Getting to the Heart of Coveting

Below are some notes and quotes I put together in preparation for the Call to Confession in our corporate worship service, I thought I would post it for your benefit and reflection:

There’s nothing necessarily wrong with noticing what other people have, but most of us don’t stop and notice so that we can give thanks to God for his blessings to others. We notice and then stop being thankful for all that God has given to us.

What Coveting is not…

It’s not the same as having desires. The tenth commandment does not prohibit every kind of longing, want, or thought of having something nice or better.

The Bible says our problem is not that we desire things but that we desire the wrong things or desire good things in the wrong way.

What Coveting is…

First, we covet when we want for ourselves what belongs to someone else. Coveting is more than thinking, “It’d be great to have a nice house,” or “I’d like to have a better job.” Coveting longs for someone else’s stuff to be your stuff. Coveting says, “I want their house. I want his job. If only I could have what they have, then I’d be happy.”

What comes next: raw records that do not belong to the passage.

use std::fs;
use std::io::ErrorKind;
use std::path::{Path, PathBuf};

use log::warn;
use serde::{Deserialize, Serialize};

use crate::error::StorageError;
use crate::game::Difficulty;

/// Where the best score lives between sessions.
pub trait HighScoreStore {
    fn load(&self) -> u32;
    fn store(&mut self, score: u32) -> Result<(), StorageError>;
}

#[derive(Clone, Debug, PartialEq, Serialize, Deserialize)]
#[serde(default)]
pub struct SaveData {
    pub best_score: u32,
    pub difficulty: Difficulty,
    pub sound_enabled: bool,
}

impl Default for SaveData {
    fn default() -> Self {
        Self { best_score: 0, difficulty: Difficulty::default(), sound_enabled: true }
    }
}

/// Pretty-printed JSON save next to the binary.
pub struct JsonSaveFile {
    path: PathBuf,
    data: SaveData,
}

impl JsonSaveFile {
    pub fn open(path: impl Into<PathBuf>) -> Self {
        Self::open_with_defaults(path, SaveData::default())
    }

    /// A missing or unreadable file starts from `defaults`; unreadable ones are logged.
    pub fn open_with_defaults(path: impl Into<PathBuf>, defaults: SaveData) -> Self {
        let path = path.into();
        let data = match read_save(&path) {
            Ok(Some(data)) => data,
            Ok(None) => defaults,
            Err(e) => {
                warn!("ignoring save file {}: {e}", path.display());
                defaults
            }
        };
        Self { path, data }
    }

    pub fn path(&self) -> &Path {
        &self.path
    }

    pub fn data(&self) -> &SaveData {
        &self.data
    }

    pub fn update(&mut self, change: impl FnOnce(&mut SaveData)) -> Result<(), StorageError> {
        change(&mut self.data);
        self.flush()
    }

    fn flush(&self) -> Result<(), StorageError> {
        let text = serde_json::to_string_pretty(&self.data)?;
        fs::write(&self.path, text)?;
        Ok(())
    }
}

impl HighScoreStore for JsonSaveFile {
    fn load(&self) -> u32 {
        self.data.best_score
    }

    fn store(&mut self, score: u32) -> Result<(), StorageError> {
        self.update(|data| data.best_score = score)
    }
}

fn read_save(path: &Path) -> Result<Option<SaveData>, StorageError> {
    match fs::read_to_string(path) {
        Ok(text) => Ok(Some(serde_json::from_str(&text)?)),
        Err(e) if e.kind() == ErrorKind::NotFound => Ok(None),
        Err(e) => Err(e.into()),
    }
}

#[derive(Clone, Debug, Default)]
pub struct MemoryStore {
    pub best_score: u32,
    pub writes: usize,
}

impl HighScoreStore for MemoryStore {
    fn load(&self) -> u32 {
        self.best_score
    }

    fn store(&mut self, score: u32) -> Result<(), StorageError> {
        self.best_score = score;
        self.writes += 1;
        Ok(())
    }
}
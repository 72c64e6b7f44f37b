use std::collections::HashSet;

use log::debug;
use rand::Rng;

use crate::grid::{Cell, Grid};

const PULSE_MIN: f32 = 0.9;
const PULSE_MAX: f32 = 1.2;
const PULSE_STEP: f32 = 0.02;

/// Picks a uniformly random cell of `grid` that is not in `occupied`.
/// `None` means the board is full.
pub fn pick_free_cell<R: Rng + ?Sized>(
    grid: &Grid,
    occupied: &HashSet<Cell>,
    rng: &mut R,
) -> Option<Cell> {
    let free: Vec<Cell> = grid.cells().filter(|c| !occupied.contains(c)).collect();
    if free.is_empty() {
        return None;
    }
    Some(free[rng.random_range(0..free.len())])
}

/// Breathing scale of the food sprite, advanced once per tick.
#[derive(Clone, Debug, PartialEq)]
pub struct FoodPulse {
    scale: f32,
    growing: bool,
}

impl Default for FoodPulse {
    fn default() -> Self {
        Self { scale: 1.0, growing: false }
    }
}

impl FoodPulse {
    pub fn scale(&self) -> f32 {
        self.scale
    }

    pub fn advance(&mut self) {
        if self.scale > PULSE_MAX {
            self.scale = PULSE_MAX;
            self.growing = false;
        } else if self.scale < PULSE_MIN {
            self.scale = PULSE_MIN;
            self.growing = true;
        }
        if self.growing {
            self.scale += PULSE_STEP;
        } else {
            self.scale -= PULSE_STEP;
        }
    }
}

#[derive(Clone, Debug, Default)]
pub struct Food {
    cell: Option<Cell>,
    pulse: FoodPulse,
}

impl Food {
    pub fn at(cell: Cell) -> Self {
        Self { cell: Some(cell), pulse: FoodPulse::default() }
    }

    pub fn cell(&self) -> Option<Cell> {
        self.cell
    }

    pub fn is_at(&self, cell: Cell) -> bool {
        self.cell == Some(cell)
    }

    pub fn pulse(&self) -> &FoodPulse {
        &self.pulse
    }

    pub fn animate(&mut self) {
        self.pulse.advance();
    }

    /// Moves the food to a free cell, or clears it when none is left.
    pub fn regenerate<R: Rng + ?Sized>(&mut self, grid: &Grid, body: &[Cell], rng: &mut R) -> Option<Cell> {
        let occupied: HashSet<Cell> = body.iter().copied().collect();
        self.cell = pick_free_cell(grid, &occupied, rng);
        match self.cell {
            Some(c) => debug!("food spawned at ({}, {})", c.x, c.y),
            None => debug!("no free cell left for food"),
        }
        self.cell
    }
}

One way to better understand the tenth commandment is to see it’s relationship to the eighth commandment (“you shall not steal”). Theft of the heart is coveting. Before we steal with our hands, we covet with our hearts.

Second, we covet when our desire becomes discontentment. Discontentment is when our hearts stop being dominated by gratefulness for what God has given us and start being dominated by a grumbling about what God hasn’t given us.

How does Coveting break the greatest commandment?

When we covet, we don’t believe that God is big enough to help us or good enough to care. Our discontentment is an expression of how much more we think God owes us. Paul says that “coveting is idolatry” (Col. 3:5). Coveting says I can’t live without that person, place, or possession. It makes a god out of our desires.

How does Coveting break the second greatest commandment?

Coveting fails to love your neighbor as yourself. When we’re covetous, we think only (or, at least, supremely) of what is good for us: what we would like, what would make us happy, and what could make our lives better, regardless of how others are affected.

How to search our hearts for covetousness

What do you most frequently grumble and complain about in your life? On the other side of our grumbling about something we have (like your spouse, kids, job, house, car, life in general) is coveting what we do not have (like their spouse, kids, job, house, car, life in general).

What is the one thing you think you need in order to be truly happy? If only I had ________, then I would be happy? What fills in that blank shows what our heart has made a functional god of.

Is there something you think that God owes you?

*Much of this is quoted and adapted from The 10 Commandments, Kevin DeYoung.